Mirdita is a region of northern Albania whose territory is synonymous with the historic Albanian tribe of the same name.

== Etymology ==
The name Mirdita derives from a legendary ancestor named Mir Diti from whom the tribe claims descent. Other alternative folk etymologies have been presented. Another folk etymology links the word to the Albanian greeting "mirëdita" meaning hello, "good day".

==Geography==
Historically Mirdita was the largest tribal region of Albania in terms of geographic spread and population. The region is situated in northern Albania, and it borders the traditional tribal areas of Puka (Berisha, Kabashi, Qerreti) in the north; the Lezha highlands (Vela, Bulgëri, Manatia, Kryeziu) in the west and southwest; the northern Albanian coastal plain of Lezha and Zadrima between the Drin and Mat rivers in the west; the river Mat and region of Mat in the south and the area of the Black Drin river in the east. The traditional areas and settlements of Mirdita are: Bisak, Blinisht, Breg, Doç, Domgjon, Fregna, Gojan, Gomsiqja, Gryka e Gjadrit, Gjegjan, Kaçinar, Kalor, Kashnjet-Kaftali, Kashnjet, Kalivaç, Kalivarja, Kimza, Kisha e Arstit, Korthpula-Kaftalli, Korthpula, Konaj, Kushnen, Lumbardhë, Mesul, Mnela, Ndërfana, Orosh, Qafa e Malit, Rras, Sukaxhia, Sërriqja, Shkoza, Spaç, Shëngjin, Tejkodra, Tuç, Ungrej, Vig, Vrith and Xhuxha.

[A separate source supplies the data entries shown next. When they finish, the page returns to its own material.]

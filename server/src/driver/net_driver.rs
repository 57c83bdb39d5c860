use std::{collections::HashMap, sync::Arc};

use log::{debug, info, trace, warn};

use repnet_shared::{
    ActorId, ChannelIndex, ClassNetCache, ClassNetCacheRegistry, Connection, ConnectionEvent,
    ConnectionState, ControlMessage, NetGuid, PacketSender, RemoteChannelPolicy, SchemaProvider,
    CONNECTION_READY_RECEIVE_WINDOW,
};

use crate::{
    driver::{
        client_connection::{ClientConnection, ConnectionKey},
        net_driver_config::NetDriverConfig,
        priority::{destruction_priority, sort_priorities, to_fixed_priority, ActorPriority, PriorityTarget},
    },
    error::DriverError,
    world::{
        ActorDestructionInfo, NetDormancy, NetViewer, NetworkActorSettings, NetworkObjectInfo,
        NetworkObjectList, ReplicationHost,
    },
};

/// Seconds without replicating before the adaptive rate starts to slow.
const SCALE_DOWN_START_TIME: f32 = 2.0;
/// Seconds over which the adaptive rate reaches its floor.
const SCALE_DOWN_TIME_RANGE: f32 = 5.0;
/// Already relevant actors are re-checked for relevancy this often.
const RELEVANCY_RECHECK_INTERVAL: f64 = 1.0;

/// Owns the client connections of a server and decides, every frame, which
/// actors replicate to which connection within each connection's bandwidth
/// budget.
pub struct NetDriver {
    config: NetDriverConfig,
    time: f64,
    connections: Vec<ClientConnection>,
    next_connection_key: u64,
    network_objects: NetworkObjectList,
    destroyed_startup_or_dormant: HashMap<NetGuid, ActorDestructionInfo>,
    class_net_cache: ClassNetCacheRegistry,
    events: Vec<(ConnectionKey, ConnectionEvent)>,
    delta_time_overflow: f32,
    replication_frame: u32,
    rng: fastrand::Rng,
}
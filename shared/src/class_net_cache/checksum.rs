use std::cmp::Ordering;

use crc32fast::Hasher;

use super::schema::{FunctionSchema, NestedSchema, PropertySchema};

/// Folds the lower-cased `text` into `checksum`.
fn fold_str(text: &str, checksum: u32) -> u32 {
    let mut hasher = Hasher::new_with_initial(checksum);
    hasher.update(text.to_lowercase().as_bytes());
    hasher.finalize()
}

/// Offset order, ties broken by name.
pub fn compare_properties(a: &PropertySchema, b: &PropertySchema) -> Ordering {
    a.offset
        .cmp(&b.offset)
        .then_with(|| a.name.cmp(&b.name))
}

pub fn sort_properties(properties: &mut [&PropertySchema]) {
    properties.sort_by(|a, b| compare_properties(a, b));
}

/// Checksum of a property's name, type and array dimension. With
/// `include_children`, array elements and struct members (in offset order)
/// are folded in too.
pub fn property_checksum(property: &PropertySchema, checksum: u32, include_children: bool) -> u32 {
    let mut checksum = fold_str(&property.name, checksum);
    checksum = fold_str(&property.cpp_type, checksum);
    checksum = fold_str(&property.array_dim.to_string(), checksum);

    if !include_children {
        return checksum;
    }

    match &property.nested {
        NestedSchema::None => checksum,
        NestedSchema::Array(inner) => property_checksum(inner, checksum, include_children),
        NestedSchema::Struct {
            struct_name,
            fields,
        } => {
            checksum = fold_str(struct_name, checksum);
            let mut members: Vec<&PropertySchema> =
                fields.iter().filter(|field| !field.rep_skip).collect();
            sort_properties(&mut members);
            members
                .into_iter()
                .fold(checksum, |checksum, member| {
                    property_checksum(member, checksum, include_children)
                })
        }
    }
}

/// Checksum of a function's name, flags and parameters, the parameters in
/// offset order.
pub fn function_checksum(function: &FunctionSchema, checksum: u32) -> u32 {
    let mut checksum = fold_str(&function.name, checksum);
    checksum = fold_str(&function.flags.to_string(), checksum);
    let mut params: Vec<&PropertySchema> = function.params.iter().collect();
    sort_properties(&mut params);
    params
        .into_iter()
        .fold(checksum, |checksum, param| property_checksum(param, checksum, true))
}
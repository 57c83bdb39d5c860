mod container;
mod error;
mod export;
mod gameplay_tag;
mod packed;
mod tag_table;

pub use container::{GameplayTagContainer, TagWarnings};
pub use error::TagError;
pub use export::{TagExportReader, TagExportWriter};
pub use gameplay_tag::GameplayTag;
pub use packed::{read_tag_net_index_packed, tag_net_index_packed_bits, write_tag_net_index_packed};
pub use tag_table::{TagNetConfig, TagNetIndex, TagNetIndexTable};
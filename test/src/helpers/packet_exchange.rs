use crate::{
    helpers::{test_server::FRAME_DELTA, TestClient, TestServer},
    local_socket::LinkConditioner,
};

/// One server frame: the server receives what the clients sent, replicates
/// and flushes, then every client receives and ticks. Returns how many
/// actor replications the driver attempted.
pub fn tick_and_exchange(server: &mut TestServer, clients: &mut [&mut TestClient]) -> usize {
    tick_and_exchange_with(server, clients, &LinkConditioner::default(), &LinkConditioner::default())
}

/// Like `tick_and_exchange`, with the packets of each direction passed
/// through a conditioner.
pub fn tick_and_exchange_with(
    server: &mut TestServer,
    clients: &mut [&mut TestClient],
    to_server: &LinkConditioner,
    to_client: &LinkConditioner,
) -> usize {
    server.driver.tick_dispatch(FRAME_DELTA);
    for client in clients.iter_mut() {
        let packets = to_server.condition(client.socket.to_server.drain());
        for packet in packets {
            // a client whose connection the server dropped just loses its packets
            if server.driver.received_packet(client.key, &packet).is_err() {
                break;
            }
        }
    }

    let updated = server.driver.tick_flush(FRAME_DELTA, &mut server.world);

    let time = server.driver.time();
    for client in clients.iter_mut() {
        client.receive(time, to_client);
        client.tick(time);
    }
    updated
}

/// Runs `frames` frames without loss.
pub fn exchange_packets_n_times(server: &mut TestServer, clients: &mut [&mut TestClient], frames: usize) -> usize {
    (0..frames).map(|_| tick_and_exchange(server, clients)).sum()
}

/// Runs frames until every client has been welcomed and joined, at most
/// `max_frames`. Returns whether they all did.
pub fn complete_handshakes(server: &mut TestServer, clients: &mut [&mut TestClient], max_frames: usize) -> bool {
    for _ in 0..max_frames {
        tick_and_exchange(server, clients);
        let all_joined = clients.iter().all(|client| {
            server
                .driver
                .client_connection(client.key)
                .is_some_and(|connection| connection.is_joined())
        });
        if all_joined {
            return true;
        }
    }
    false
}
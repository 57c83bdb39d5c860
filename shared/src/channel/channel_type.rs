use std::fmt;

/// Payload interpretation of a channel. The numeric values are the ones
/// carried in bunch headers.
#[derive(Clone, Copy, Debug, PartialEq, Eq, Hash)]
pub enum ChannelType {
    /// Connection handshake and control messages. Always lives at index 0.
    Control,
    /// Replicated state of a single actor.
    Actor,
    /// Unreliable voice data, opened from either side.
    Voice,
}

impl ChannelType {
    pub fn to_wire(self) -> u32 {
        match self {
            ChannelType::Control => 1,
            ChannelType::Actor => 2,
            ChannelType::Voice => 4,
        }
    }

    /// Returns `None` for values this build does not know how to create.
    pub fn from_wire(value: u32) -> Option<Self> {
        match value {
            1 => Some(ChannelType::Control),
            2 => Some(ChannelType::Actor),
            4 => Some(ChannelType::Voice),
            _ => None,
        }
    }
}

impl fmt::Display for ChannelType {
    fn fmt(&self, f: &mut fmt::Formatter<'_>) -> fmt::Result {
        let name = match self {
            ChannelType::Control => "Control",
            ChannelType::Actor => "Actor",
            ChannelType::Voice => "Voice",
        };
        f.write_str(name)
    }
}
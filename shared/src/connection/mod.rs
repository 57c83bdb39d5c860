mod connection;
mod connection_config;
mod connection_core;
mod connection_stats;
mod error;
mod event;
mod packet_simulation;
mod transport;

pub use connection::Connection;
pub use connection_config::{ConnectionConfig, PacketSimulationSettings, RemoteChannelPolicy};
pub(crate) use connection_core::ConnectionCore;
pub use connection_stats::ConnectionStats;
pub use error::{PacketError, SecurityEvent};
pub use event::ConnectionEvent;
pub use packet_simulation::PacketSimulator;
pub use transport::PacketSender;
use std::{
    cell::Cell,
    collections::{BTreeMap, HashSet},
};

use glam::Vec3;

use repnet_server::{default_net_priority, ConnectionKey, NetViewer, NetworkObjectInfo, ReplicationHost};
use repnet_shared::{ActorId, BitWrite, OutBunch};

/// A replicated actor of the test world.
#[derive(Clone, Debug)]
pub struct TestActor {
    pub location: Vec3,
    /// Bytes written on every replication.
    pub state: Vec<u8>,
    pub reliable: bool,
    /// Relevant to every viewer when set.
    pub relevant: bool,
    pub initialized: bool,
}

impl TestActor {
    pub fn at(location: Vec3) -> Self {
        Self {
            location,
            state: vec![0xAB],
            reliable: false,
            relevant: true,
            initialized: true,
        }
    }
}

/// A world with one viewer per connection, standing at the origin and
/// looking down +X.
#[derive(Default)]
pub struct TestWorld {
    pub actors: BTreeMap<ActorId, TestActor>,
    /// Connections whose viewer has not spawned yet.
    pub hidden_connections: HashSet<ConnectionKey>,
    pub loaded_levels: HashSet<String>,
    /// Every replication the driver asked for, in order.
    pub replicated: Vec<(ActorId, ConnectionKey)>,
    /// Priorities computed in low bandwidth mode.
    pub low_bandwidth_priorities: Cell<usize>,
}

impl TestWorld {
    pub fn new() -> Self {
        Self::default()
    }

    pub fn spawn(&mut self, actor: ActorId, location: Vec3) -> &mut TestActor {
        self.actors.entry(actor).or_insert_with(|| TestActor::at(location))
    }

    pub fn actor_mut(&mut self, actor: ActorId) -> Option<&mut TestActor> {
        self.actors.get_mut(&actor)
    }

    pub fn replication_count(&self, actor: ActorId) -> usize {
        self.replicated.iter().filter(|(replicated, _)| *replicated == actor).count()
    }

    pub fn viewer() -> NetViewer {
        NetViewer {
            location: Vec3::ZERO,
            direction: Vec3::X,
            view_target: None,
            controller: None,
        }
    }
}

impl ReplicationHost for TestWorld {
    fn viewers(&self, connection: ConnectionKey) -> Vec<NetViewer> {
        if self.hidden_connections.contains(&connection) {
            return Vec::new();
        }
        vec![Self::viewer()]
    }

    fn actor_location(&self, actor: ActorId) -> Vec3 {
        self.actors.get(&actor).map_or(Vec3::ZERO, |actor| actor.location)
    }

    fn is_net_relevant_for(&self, actor: ActorId, _viewer: &NetViewer) -> bool {
        self.actors.get(&actor).is_some_and(|actor| actor.relevant)
    }

    fn replicate_actor(&mut self, actor: ActorId, connection: ConnectionKey, bunch: &mut OutBunch) -> bool {
        let Some(test_actor) = self.actors.get(&actor) else {
            return false;
        };
        bunch.flags.reliable = test_actor.reliable;
        for byte in &test_actor.state {
            bunch.write_byte(*byte);
        }
        self.replicated.push((actor, connection));
        !test_actor.state.is_empty()
    }

    fn net_priority(&self, info: &NetworkObjectInfo, viewer: &NetViewer, time: f32, low_bandwidth: bool) -> f32 {
        if low_bandwidth {
            self.low_bandwidth_priorities.set(self.low_bandwidth_priorities.get() + 1);
        }
        default_net_priority(
            info.actor,
            self.actor_location(info.actor),
            info.settings.net_priority,
            viewer,
            time,
        )
    }

    fn is_level_initialized(&self, level: &str, _connection: ConnectionKey) -> bool {
        self.loaded_levels.contains(level)
    }

    fn is_actor_initialized(&self, actor: ActorId) -> bool {
        self.actors.get(&actor).is_some_and(|actor| actor.initialized)
    }
}
use crate::{constants::RELIABLE_BUFFER, types::ChannelSequence};

/// Unacknowledged reliable bunches of one channel. Slots are keyed by the
/// channel sequence modulo `RELIABLE_BUFFER`; entries are pushed at the back
/// in contiguous sequence order and retired from the front, so a lookup by
/// sequence is O(1) and no two live entries can share a slot.
pub struct ReliableRing<T> {
    slots: Box<[Option<T>]>,
    first_sequence: ChannelSequence,
    len: usize,
}

impl<T> ReliableRing<T> {
    pub fn new() -> Self {
        let mut slots = Vec::with_capacity(RELIABLE_BUFFER);
        slots.resize_with(RELIABLE_BUFFER, || None);
        Self {
            slots: slots.into_boxed_slice(),
            first_sequence: 0,
            len: 0,
        }
    }

    pub fn len(&self) -> usize {
        self.len
    }

    pub fn is_empty(&self) -> bool {
        self.len == 0
    }

    pub fn is_full(&self) -> bool {
        self.len == RELIABLE_BUFFER
    }

    fn slot(sequence: ChannelSequence) -> usize {
        (sequence as u32 as usize) & (RELIABLE_BUFFER - 1)
    }

    /// Sequence of the oldest live entry.
    pub fn front_sequence(&self) -> Option<ChannelSequence> {
        (self.len > 0).then_some(self.first_sequence)
    }

    /// Sequence the next pushed entry must carry, if the ring is non-empty.
    pub fn next_sequence(&self) -> Option<ChannelSequence> {
        (self.len > 0).then(|| self.first_sequence + self.len as ChannelSequence)
    }

    /// Appends `value` under `sequence`. Hands the value back if the ring is
    /// full or `sequence` does not directly follow the newest entry.
    pub fn push_back(&mut self, sequence: ChannelSequence, value: T) -> Result<(), T> {
        if self.is_full() {
            return Err(value);
        }
        match self.next_sequence() {
            Some(expected) if expected != sequence => return Err(value),
            None => self.first_sequence = sequence,
            _ => {}
        }
        self.slots[Self::slot(sequence)] = Some(value);
        self.len += 1;
        Ok(())
    }

    pub fn front(&self) -> Option<&T> {
        self.get(self.front_sequence()?)
    }

    pub fn pop_front(&mut self) -> Option<T> {
        let sequence = self.front_sequence()?;
        let value = self.slots[Self::slot(sequence)].take();
        self.first_sequence += 1;
        self.len -= 1;
        value
    }

    fn contains(&self, sequence: ChannelSequence) -> bool {
        self.len > 0
            && sequence >= self.first_sequence
            && sequence < self.first_sequence + self.len as ChannelSequence
    }

    pub fn get(&self, sequence: ChannelSequence) -> Option<&T> {
        if !self.contains(sequence) {
            return None;
        }
        self.slots[Self::slot(sequence)].as_ref()
    }

    pub fn get_mut(&mut self, sequence: ChannelSequence) -> Option<&mut T> {
        if !self.contains(sequence) {
            return None;
        }
        self.slots[Self::slot(sequence)].as_mut()
    }

    /// Front to back.
    pub fn iter(&self) -> impl Iterator<Item = &T> {
        let start = Self::slot(self.first_sequence);
        let (tail, head) = self.live_ranges(start);
        self.slots[start..start + tail]
            .iter()
            .chain(self.slots[..head].iter())
            .filter_map(Option::as_ref)
    }

    /// Front to back.
    pub fn iter_mut(&mut self) -> impl Iterator<Item = &mut T> {
        let start = Self::slot(self.first_sequence);
        let (tail, head) = self.live_ranges(start);
        let (wrapped, from_start) = self.slots.split_at_mut(start);
        from_start[..tail]
            .iter_mut()
            .chain(wrapped[..head].iter_mut())
            .filter_map(Option::as_mut)
    }

    // (entries from `start` to the end of the slots, entries wrapped to the front)
    fn live_ranges(&self, start: usize) -> (usize, usize) {
        let tail = self.len.min(RELIABLE_BUFFER - start);
        (tail, self.len - tail)
    }

    pub fn clear(&mut self) {
        self.slots.iter_mut().for_each(|slot| *slot = None);
        self.len = 0;
    }
}

impl<T> Default for ReliableRing<T> {
    fn default() -> Self {
        Self::new()
    }
}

The current district of Mirdita is located within the Mirdita tribal region that contains the Lesser and Greater Fan rivers. The largest town and administrative centre of the modern period is Rrëshen, and other significant settlements exist in the area such as Rubik, Orosh, Blinisht, Kaçinar, Kalivaç, Kurbinesh, Perlat and Spaç.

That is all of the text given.